- [Available data]:

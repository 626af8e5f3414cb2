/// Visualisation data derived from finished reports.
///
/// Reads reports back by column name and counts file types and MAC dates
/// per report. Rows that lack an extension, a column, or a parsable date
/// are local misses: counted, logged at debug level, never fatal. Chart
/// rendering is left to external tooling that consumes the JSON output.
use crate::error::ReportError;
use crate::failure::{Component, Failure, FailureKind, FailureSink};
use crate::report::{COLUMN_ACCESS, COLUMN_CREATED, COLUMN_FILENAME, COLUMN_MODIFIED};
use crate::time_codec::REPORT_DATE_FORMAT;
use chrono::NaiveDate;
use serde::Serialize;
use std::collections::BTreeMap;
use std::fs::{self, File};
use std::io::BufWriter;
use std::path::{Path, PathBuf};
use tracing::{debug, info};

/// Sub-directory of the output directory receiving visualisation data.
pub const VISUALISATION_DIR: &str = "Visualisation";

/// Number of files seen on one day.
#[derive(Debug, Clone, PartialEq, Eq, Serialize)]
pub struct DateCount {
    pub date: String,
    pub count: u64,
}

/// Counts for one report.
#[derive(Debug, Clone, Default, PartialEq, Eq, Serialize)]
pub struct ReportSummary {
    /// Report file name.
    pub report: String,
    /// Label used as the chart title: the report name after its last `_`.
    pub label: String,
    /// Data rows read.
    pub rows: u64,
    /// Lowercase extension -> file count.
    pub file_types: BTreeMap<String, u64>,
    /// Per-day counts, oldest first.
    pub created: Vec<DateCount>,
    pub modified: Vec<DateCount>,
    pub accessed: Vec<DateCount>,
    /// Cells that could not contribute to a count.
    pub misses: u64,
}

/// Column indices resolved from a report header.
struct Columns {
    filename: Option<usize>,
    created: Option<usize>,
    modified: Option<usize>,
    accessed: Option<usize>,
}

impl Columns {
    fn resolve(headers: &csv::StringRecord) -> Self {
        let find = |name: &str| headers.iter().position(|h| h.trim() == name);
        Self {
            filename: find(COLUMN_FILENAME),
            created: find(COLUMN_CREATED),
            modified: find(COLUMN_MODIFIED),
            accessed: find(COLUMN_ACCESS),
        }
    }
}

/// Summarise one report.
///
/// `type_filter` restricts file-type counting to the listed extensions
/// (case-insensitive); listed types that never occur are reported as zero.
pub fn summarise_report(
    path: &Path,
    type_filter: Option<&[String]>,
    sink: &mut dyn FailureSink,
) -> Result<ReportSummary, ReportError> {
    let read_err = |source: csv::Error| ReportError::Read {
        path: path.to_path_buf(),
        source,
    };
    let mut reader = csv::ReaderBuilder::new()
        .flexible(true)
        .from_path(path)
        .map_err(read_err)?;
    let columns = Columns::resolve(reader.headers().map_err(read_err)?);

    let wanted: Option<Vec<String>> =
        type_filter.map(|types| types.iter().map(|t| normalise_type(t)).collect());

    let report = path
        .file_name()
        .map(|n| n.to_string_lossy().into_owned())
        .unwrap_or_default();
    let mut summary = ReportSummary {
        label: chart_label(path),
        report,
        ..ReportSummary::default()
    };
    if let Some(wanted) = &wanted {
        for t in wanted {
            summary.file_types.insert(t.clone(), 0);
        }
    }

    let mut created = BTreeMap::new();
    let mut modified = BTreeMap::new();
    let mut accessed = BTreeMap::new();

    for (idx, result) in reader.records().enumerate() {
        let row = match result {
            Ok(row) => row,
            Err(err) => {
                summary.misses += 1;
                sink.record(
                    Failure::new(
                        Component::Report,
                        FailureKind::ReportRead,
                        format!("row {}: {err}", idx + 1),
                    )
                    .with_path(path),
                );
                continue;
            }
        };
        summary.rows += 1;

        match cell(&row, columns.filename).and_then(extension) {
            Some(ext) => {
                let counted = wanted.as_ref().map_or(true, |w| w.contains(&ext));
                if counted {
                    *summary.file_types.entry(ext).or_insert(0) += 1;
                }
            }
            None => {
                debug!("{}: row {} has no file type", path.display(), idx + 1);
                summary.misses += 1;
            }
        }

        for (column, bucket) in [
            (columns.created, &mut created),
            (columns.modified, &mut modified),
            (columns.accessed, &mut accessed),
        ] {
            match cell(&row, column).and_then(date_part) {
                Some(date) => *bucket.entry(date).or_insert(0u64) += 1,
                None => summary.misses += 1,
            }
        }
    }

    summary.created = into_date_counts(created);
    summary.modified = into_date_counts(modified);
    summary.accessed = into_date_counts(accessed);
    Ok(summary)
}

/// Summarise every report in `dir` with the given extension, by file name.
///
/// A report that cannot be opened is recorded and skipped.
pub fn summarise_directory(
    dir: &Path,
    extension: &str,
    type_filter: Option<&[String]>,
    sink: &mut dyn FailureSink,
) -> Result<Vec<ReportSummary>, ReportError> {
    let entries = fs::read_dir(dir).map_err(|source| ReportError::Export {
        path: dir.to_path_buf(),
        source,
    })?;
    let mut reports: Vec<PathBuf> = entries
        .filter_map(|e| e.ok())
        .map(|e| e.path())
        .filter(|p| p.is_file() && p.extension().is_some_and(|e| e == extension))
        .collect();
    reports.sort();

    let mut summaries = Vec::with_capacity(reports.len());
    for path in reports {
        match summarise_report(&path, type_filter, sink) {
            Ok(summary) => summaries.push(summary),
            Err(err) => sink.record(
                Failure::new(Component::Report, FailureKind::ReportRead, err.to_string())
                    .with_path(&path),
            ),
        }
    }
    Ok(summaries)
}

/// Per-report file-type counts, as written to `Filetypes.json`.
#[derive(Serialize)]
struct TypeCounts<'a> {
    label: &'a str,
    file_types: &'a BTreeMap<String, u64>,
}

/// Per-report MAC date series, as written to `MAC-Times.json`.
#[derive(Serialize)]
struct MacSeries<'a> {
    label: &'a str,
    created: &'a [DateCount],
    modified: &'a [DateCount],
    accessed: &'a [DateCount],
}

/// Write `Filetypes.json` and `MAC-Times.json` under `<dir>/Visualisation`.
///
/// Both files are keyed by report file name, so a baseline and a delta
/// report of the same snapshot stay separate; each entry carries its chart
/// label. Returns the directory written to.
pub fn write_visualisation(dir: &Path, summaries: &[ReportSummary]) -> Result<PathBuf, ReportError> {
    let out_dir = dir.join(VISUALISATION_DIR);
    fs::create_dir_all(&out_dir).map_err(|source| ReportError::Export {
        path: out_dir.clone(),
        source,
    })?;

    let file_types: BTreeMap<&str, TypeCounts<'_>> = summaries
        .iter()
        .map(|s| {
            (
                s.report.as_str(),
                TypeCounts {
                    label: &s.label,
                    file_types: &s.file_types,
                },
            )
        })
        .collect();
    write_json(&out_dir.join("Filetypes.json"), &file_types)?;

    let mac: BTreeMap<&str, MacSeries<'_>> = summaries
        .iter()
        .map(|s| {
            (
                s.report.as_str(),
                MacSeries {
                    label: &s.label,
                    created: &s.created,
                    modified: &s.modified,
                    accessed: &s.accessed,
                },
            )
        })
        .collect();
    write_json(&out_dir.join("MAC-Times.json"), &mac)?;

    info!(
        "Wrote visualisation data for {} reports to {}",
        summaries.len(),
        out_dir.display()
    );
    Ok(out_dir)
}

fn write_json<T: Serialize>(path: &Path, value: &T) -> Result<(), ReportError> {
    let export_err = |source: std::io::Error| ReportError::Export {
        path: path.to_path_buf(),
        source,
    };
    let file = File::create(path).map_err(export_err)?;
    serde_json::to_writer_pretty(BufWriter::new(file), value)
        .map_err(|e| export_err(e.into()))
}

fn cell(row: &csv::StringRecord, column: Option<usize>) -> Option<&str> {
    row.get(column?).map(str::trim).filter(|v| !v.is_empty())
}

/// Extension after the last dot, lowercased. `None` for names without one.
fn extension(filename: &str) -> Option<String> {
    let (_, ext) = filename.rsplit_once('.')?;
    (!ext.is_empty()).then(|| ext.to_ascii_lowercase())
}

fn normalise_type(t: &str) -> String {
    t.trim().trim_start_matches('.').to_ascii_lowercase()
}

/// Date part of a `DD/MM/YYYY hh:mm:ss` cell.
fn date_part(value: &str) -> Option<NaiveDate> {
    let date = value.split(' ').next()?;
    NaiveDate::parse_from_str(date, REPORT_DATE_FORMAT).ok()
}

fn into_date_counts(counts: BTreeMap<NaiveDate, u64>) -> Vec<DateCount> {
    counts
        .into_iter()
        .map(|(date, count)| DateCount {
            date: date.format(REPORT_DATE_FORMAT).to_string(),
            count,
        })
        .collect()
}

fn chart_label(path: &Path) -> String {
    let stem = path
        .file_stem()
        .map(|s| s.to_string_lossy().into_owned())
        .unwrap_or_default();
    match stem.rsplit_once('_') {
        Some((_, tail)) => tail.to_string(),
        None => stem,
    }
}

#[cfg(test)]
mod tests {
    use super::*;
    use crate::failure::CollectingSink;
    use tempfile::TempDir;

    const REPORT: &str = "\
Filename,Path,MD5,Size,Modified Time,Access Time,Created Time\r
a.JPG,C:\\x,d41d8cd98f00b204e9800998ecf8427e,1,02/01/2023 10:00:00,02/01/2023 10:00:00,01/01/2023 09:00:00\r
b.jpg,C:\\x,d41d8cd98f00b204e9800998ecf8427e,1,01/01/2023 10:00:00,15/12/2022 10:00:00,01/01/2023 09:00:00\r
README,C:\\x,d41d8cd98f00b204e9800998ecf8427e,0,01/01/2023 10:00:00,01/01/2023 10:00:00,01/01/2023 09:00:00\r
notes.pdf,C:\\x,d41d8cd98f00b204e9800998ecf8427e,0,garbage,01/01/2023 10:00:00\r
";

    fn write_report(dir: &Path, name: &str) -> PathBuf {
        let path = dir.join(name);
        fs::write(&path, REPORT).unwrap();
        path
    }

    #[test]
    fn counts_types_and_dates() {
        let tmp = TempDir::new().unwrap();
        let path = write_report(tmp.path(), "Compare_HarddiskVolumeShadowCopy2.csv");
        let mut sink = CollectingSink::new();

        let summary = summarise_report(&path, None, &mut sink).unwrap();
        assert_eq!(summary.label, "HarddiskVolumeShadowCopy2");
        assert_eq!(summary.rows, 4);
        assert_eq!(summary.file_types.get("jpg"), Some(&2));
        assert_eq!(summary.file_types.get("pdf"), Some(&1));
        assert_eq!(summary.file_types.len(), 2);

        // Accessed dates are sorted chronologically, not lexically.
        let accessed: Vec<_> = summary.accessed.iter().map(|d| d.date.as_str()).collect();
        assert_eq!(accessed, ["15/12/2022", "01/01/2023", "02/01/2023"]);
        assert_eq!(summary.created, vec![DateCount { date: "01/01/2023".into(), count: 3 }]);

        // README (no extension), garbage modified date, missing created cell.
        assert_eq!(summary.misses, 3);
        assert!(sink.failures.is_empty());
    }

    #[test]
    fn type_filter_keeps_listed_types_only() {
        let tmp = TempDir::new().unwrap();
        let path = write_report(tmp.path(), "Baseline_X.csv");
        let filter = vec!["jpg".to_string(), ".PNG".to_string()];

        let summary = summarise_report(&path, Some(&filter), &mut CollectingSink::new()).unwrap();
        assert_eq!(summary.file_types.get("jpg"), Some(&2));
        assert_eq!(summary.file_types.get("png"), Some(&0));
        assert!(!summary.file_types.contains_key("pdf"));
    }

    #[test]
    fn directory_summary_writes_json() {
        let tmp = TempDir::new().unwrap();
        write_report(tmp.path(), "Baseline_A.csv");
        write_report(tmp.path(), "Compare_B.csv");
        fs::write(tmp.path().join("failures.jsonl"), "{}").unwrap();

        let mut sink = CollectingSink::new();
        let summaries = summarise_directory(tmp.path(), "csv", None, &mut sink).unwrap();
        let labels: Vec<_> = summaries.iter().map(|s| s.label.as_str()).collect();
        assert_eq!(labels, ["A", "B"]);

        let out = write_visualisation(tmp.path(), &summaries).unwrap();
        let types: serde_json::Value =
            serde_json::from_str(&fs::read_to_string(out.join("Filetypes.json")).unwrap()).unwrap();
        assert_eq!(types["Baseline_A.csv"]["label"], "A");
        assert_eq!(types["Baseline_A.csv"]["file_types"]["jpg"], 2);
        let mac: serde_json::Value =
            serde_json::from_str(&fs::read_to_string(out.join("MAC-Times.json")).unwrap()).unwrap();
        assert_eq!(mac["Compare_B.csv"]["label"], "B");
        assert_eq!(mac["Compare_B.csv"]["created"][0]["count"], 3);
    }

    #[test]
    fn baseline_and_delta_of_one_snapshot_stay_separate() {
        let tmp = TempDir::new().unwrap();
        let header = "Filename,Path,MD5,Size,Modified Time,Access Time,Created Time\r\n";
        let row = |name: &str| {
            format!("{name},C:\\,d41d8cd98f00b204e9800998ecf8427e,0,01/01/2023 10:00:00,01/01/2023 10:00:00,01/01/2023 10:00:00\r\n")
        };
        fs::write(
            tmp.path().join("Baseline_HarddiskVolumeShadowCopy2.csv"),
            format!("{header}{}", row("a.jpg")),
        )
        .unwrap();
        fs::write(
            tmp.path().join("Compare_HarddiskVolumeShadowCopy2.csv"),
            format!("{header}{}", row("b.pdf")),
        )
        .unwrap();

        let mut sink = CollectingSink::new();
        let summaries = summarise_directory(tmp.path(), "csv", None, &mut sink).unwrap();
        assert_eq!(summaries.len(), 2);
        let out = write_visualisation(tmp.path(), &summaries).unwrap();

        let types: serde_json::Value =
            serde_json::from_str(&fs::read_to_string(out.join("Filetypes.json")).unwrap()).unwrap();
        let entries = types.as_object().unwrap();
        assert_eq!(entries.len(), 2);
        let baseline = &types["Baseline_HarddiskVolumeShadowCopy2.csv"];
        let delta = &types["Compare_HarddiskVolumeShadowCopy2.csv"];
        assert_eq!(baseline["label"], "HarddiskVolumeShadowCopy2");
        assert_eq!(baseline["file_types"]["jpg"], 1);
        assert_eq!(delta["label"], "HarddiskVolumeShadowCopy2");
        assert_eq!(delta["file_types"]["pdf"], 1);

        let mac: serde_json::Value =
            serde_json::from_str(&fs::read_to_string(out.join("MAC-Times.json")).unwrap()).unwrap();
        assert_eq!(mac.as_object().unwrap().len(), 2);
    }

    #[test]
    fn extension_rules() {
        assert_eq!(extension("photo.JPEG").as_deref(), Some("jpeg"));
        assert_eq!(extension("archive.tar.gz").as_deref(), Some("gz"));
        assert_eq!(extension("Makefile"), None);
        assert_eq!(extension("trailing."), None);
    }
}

- [What the exercise asks]: Using the data above, report how many lines include the string "never" and add nothing to the number.

- [Task solution]: 2